Durante siglos, la humanidad se ha empeñado en demostrar racionalmente su propia superioridad, como si cada avance científico fuera una reafirmación de que somos la cúspide de la creación. Incluso después de Darwin, y pese a todos los intentos por reconocer derechos a los animales no humanos, seguimos necesitados de sentirnos distintos, amos del planeta y guardianes exclusivos de la razón. Hemos hecho de la racionalidad una coartada moral para disponer de la naturaleza a nuestro antojo
Por eso resulta tan revelador que en una isla perdida en el lago Victoria, a pocos kilómetros de la línea del ecuador, un grupo de chimpancés rescatados del tráfico ilegal, quienes viven bajo la tutela de los científicos en el santuario de Ngamba, hayan demostrado que son capaces de cambiar sus creencias cuando reciben nueva información. Lo hacen de manera lógica, racional, metódica. Los investigadores afirman que los chimpancés revisan racionalmente sus creencias.
Durante siglos, los humanos hemos defendido la idea de que la razón era la muralla que nos separaba de los animales. Desde Aristóteles hasta la Ilustración, la racionalidad se presentó como una frontera, lo que nos hacía y definía como humanos. Pero los experimentos de Ngamba erosionan esa certeza. Los chimpancés distinguen entre evidencia fuerte y débil, recuerdan los pasos de un experimento, corrigen sus decisiones si descubren un error. No actúan por instinto, sino por reflexión. Mientras ellos demuestran que pueden cambiar de opinión ante nuevas pruebas, nosotros seguimos aferrados a la vieja creencia de que somos los únicos con derecho a pensar.

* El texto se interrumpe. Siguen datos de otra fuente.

//! `$name` interpolation.
//!
//! Scans text left to right.  A `$` starts a reference; ASCII letters,
//! digits, `_` and `-` continue it; any other character ends it.
//!
//! | Reference                                  | Output                          |
//! |--------------------------------------------|---------------------------------|
//! | defined, not already being expanded        | its value, itself interpolated  |
//! | undefined                                  | the reference text, `$` kept    |
//! | already being expanded (direct or mutual)  | the reference text, `$` kept    |
//! | nested deeper than the table's `max_depth` | the reference text, `$` kept    |
//!
//! The character that ends a reference is copied verbatim, so in `$A$B` the
//! second `$` is literal text rather than the start of a new reference.
//!
//! Values are resolved when `interpolate` runs, not when they are set, so
//! redefining a symbol changes every expansion that reaches it.

use crate::symbol::{self, SymbolTable, SIGIL};

/// Expand all `$name` references in `text` against `table`.
///
/// Never fails: anything that cannot be expanded is copied literally.
pub fn interpolate(table: &SymbolTable, text: &str) -> String {
    let mut out = String::with_capacity(text.len());
    expand(table, text, &mut Vec::new(), &mut out);
    out
}

/// Like [`interpolate`], treating `parent` as the symbol currently being
/// expanded, so references to it are quoted.
pub fn interpolate_with_parent(table: &SymbolTable, text: &str, parent: &str) -> String {
    let mut chain = Vec::new();
    if !parent.is_empty() {
        chain.push(symbol::key(parent));
    }
    let mut out = String::with_capacity(text.len());
    expand(table, text, &mut chain, &mut out);
    out
}

/// List the references in `text` in order of appearance, each with its
/// leading sigil.  Any character in `sigils` opens a reference; a sigil with
/// no name after it is reported on its own.  As in [`interpolate`], the
/// character that ends a reference is not rescanned.
pub fn extract(text: &str, sigils: &[char]) -> Vec<String> {
    let mut found = Vec::new();
    let mut id = String::new();

    for ch in text.chars() {
        if id.is_empty() {
            if sigils.contains(&ch) {
                id.push(ch);
            }
        } else if is_ident_continue(ch) {
            id.push(ch);
        } else {
            flush_extracted(&mut id, &mut found);
        }
    }
    flush_extracted(&mut id, &mut found);
    found
}

// ── Helpers ───────────────────────────────────────────────────────────────────

/// Characters that continue a reference after its sigil.
pub(crate) fn is_ident_continue(c: char) -> bool {
    c.is_ascii_alphanumeric() || c == '_' || c == '-'
}

/// `chain` holds the keys currently being expanded, outermost first.
fn expand(table: &SymbolTable, text: &str, chain: &mut Vec<String>, out: &mut String) {
    let mut id = String::new();

    for ch in text.chars() {
        if id.is_empty() {
            if ch == SIGIL {
                id.push(ch);
            } else {
                out.push(ch);
            }
        } else if is_ident_continue(ch) {
            id.push(ch);
        } else {
            resolve(table, &id, chain, out);
            out.push(ch);
            id.clear();
        }
    }

    if !id.is_empty() {
        resolve(table, &id, chain, out);
    }
}

fn resolve(table: &SymbolTable, id: &str, chain: &mut Vec<String>, out: &mut String) {
    let Some(value) = table.lookup(id) else {
        out.push_str(id);
        return;
    };

    if chain.iter().any(|ancestor| ancestor == id) {
        tracing::trace!(symbol = id, depth = chain.len(), "quoting recursive reference");
        out.push_str(id);
        return;
    }
    if chain.len() >= table.max_depth() {
        tracing::debug!(symbol = id, max_depth = table.max_depth(), "expansion depth exceeded");
        out.push_str(id);
        return;
    }

    chain.push(id.to_owned());
    expand(table, value, chain, out);
    chain.pop();
}

fn flush_extracted(id: &mut String, found: &mut Vec<String>) {
    if !id.is_empty() {
        found.push(std::mem::take(id));
    }
}

// ── Tests ─────────────────────────────────────────────────────────────────────

#[cfg(test)]
mod tests {
    use super::*;

    fn players() -> SymbolTable {
        let mut table = SymbolTable::new();
        table.set("PLAYER_1", "Mark");
        table.set("PLAYER_2", "John");
        table
    }

    #[test]
    fn no_substitution() {
        let table = players();
        assert_eq!(interpolate(&table, "hello world"), "hello world");
    }

    #[test]
    fn defined_symbols_are_replaced() {
        let table = players();
        assert_eq!(interpolate(&table, "Hi $PLAYER_1 and $PLAYER_2"), "Hi Mark and John");
    }

    #[test]
    fn undefined_symbols_are_quoted() {
        let table = players();
        assert_eq!(interpolate(&table, "Hi $PLAYER_3"), "Hi $PLAYER_3");
        assert_eq!(
            interpolate(&table, "$PLAYER_3 joined the game"),
            "$PLAYER_3 joined the game"
        );
    }

    #[test]
    fn lookup_does_not_create_entries() {
        let table = players();
        let _ = interpolate(&table, "$GHOST");
        assert!(!table.contains("GHOST"));
    }

    #[test]
    fn recursive_lookup() {
        let mut table = SymbolTable::new();
        table.set("HEY", "Hello stranger");
        table.set("GREETING", "$HEY! How are you?");
        assert_eq!(interpolate(&table, "$GREETING"), "Hello stranger! How are you?");
    }

    #[test]
    fn loopback_is_quoted() {
        let mut table = SymbolTable::new();
        table.set("LOOPBACK", "$LOOPBACK is quoted.");
        assert_eq!(interpolate(&table, "$LOOPBACK"), "$LOOPBACK is quoted.");
    }

    #[test]
    fn hot_swap() {
        let mut table = players();
        table.set("HEY", "Hello stranger");
        table.set("GREETING", "$HEY! How are you?");
        assert_eq!(interpolate(&table, "$GREETING"), "Hello stranger! How are you?");

        table.set("HEY", "Hey $PLAYER_1 and $PLAYER_2");
        assert_eq!(interpolate(&table, "$GREETING"), "Hey Mark and John! How are you?");
    }

    #[test]
    fn mutual_cycle_terminates() {
        let mut table = SymbolTable::new();
        table.set("A", "a($B)");
        table.set("B", "b($A)");
        assert_eq!(interpolate(&table, "$A"), "a(b($A))");
        assert_eq!(interpolate(&table, "$B"), "b(a($B))");
    }

    #[test]
    fn sibling_references_are_not_cycles() {
        let mut table = SymbolTable::new();
        table.set("X", "x");
        table.set("PAIR", "$X$X");
        // the second `$` terminates the first reference and is copied as-is
        assert_eq!(interpolate(&table, "$PAIR"), "x$X");
        table.set("PAIR", "$X $X");
        assert_eq!(interpolate(&table, "$PAIR"), "x x");
    }

    #[test]
    fn depth_bound_quotes_deep_references() {
        let mut table = SymbolTable::with_max_depth(2);
        table.set("L1", "[$L2]");
        table.set("L2", "[$L3]");
        table.set("L3", "end");
        assert_eq!(interpolate(&table, "$L1"), "[[$L3]]");
    }

    #[test]
    fn terminator_is_copied() {
        let table = players();
        assert_eq!(interpolate(&table, "($PLAYER_1)"), "(Mark)");
        assert_eq!(interpolate(&table, "$PLAYER_1, $PLAYER_2."), "Mark, John.");
    }

    #[test]
    fn identifier_characters() {
        let mut table = SymbolTable::new();
        table.set("a-b_9", "ok");
        table.set("a", "short");
        assert_eq!(interpolate(&table, "$a-b_9!"), "ok!");
        assert_eq!(interpolate(&table, "$a.b"), "short.b");
    }

    #[test]
    fn bare_sigil_is_literal() {
        let table = players();
        assert_eq!(interpolate(&table, "costs 5 $"), "costs 5 $");
        assert_eq!(interpolate(&table, "$ 5"), "$ 5");
    }

    #[test]
    fn explicit_parent_is_quoted() {
        let mut table = SymbolTable::new();
        table.set("SELF", "me");
        assert_eq!(interpolate_with_parent(&table, "$SELF", "SELF"), "$SELF");
        assert_eq!(interpolate_with_parent(&table, "$SELF", "$SELF"), "$SELF");
        assert_eq!(interpolate_with_parent(&table, "$SELF", "OTHER"), "me");
    }

    #[test]
    fn non_ascii_text_passes_through() {
        let mut table = SymbolTable::new();
        table.set("who", "Zoë");
        assert_eq!(interpolate(&table, "¡Hola $who…"), "¡Hola Zoë…");
    }

    #[test]
    fn extract_references() {
        assert_eq!(
            extract("Hi $PLAYER_1 and $PLAYER_2!", &['$']),
            vec!["$PLAYER_1", "$PLAYER_2"]
        );
        assert_eq!(extract("no refs here", &['$']), Vec::<String>::new());
        assert_eq!(extract("costs $ 5", &['$']), vec!["$"]);
        assert_eq!(extract("total: 5$", &['$']), vec!["$"]);
        assert_eq!(extract("$a$b $c", &['$']), vec!["$a", "$c"]);
    }

    #[test]
    fn extract_with_two_sigils() {
        assert_eq!(extract("$a and @b", &['$', '@']), vec!["$a", "@b"]);
    }

    #[test]
    fn method_delegates() {
        let table = players();
        assert_eq!(table.interpolate("$PLAYER_2"), "John");
    }
}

A la racionalidad se suma otro hallazgo reciente, quizá más impactante: los chimpancés también curan. En la selva de Budongo, los investigadores observaron cómo un grupo de chimpancés se aplicaban sobre sus heridas hojas masticadas de plantas con propiedades antibióticas, y cómo cuidaban a otros miembros del grupo, limpiando y tratando sus lesiones. En ese gesto —el de un chimpancé aplicando un emplasto vegetal sobre la herida de otro— hay algo que también consideramos profundamente humano. La ciencia lo llama conducta prosocial, llamémoslo, sin más, empatía.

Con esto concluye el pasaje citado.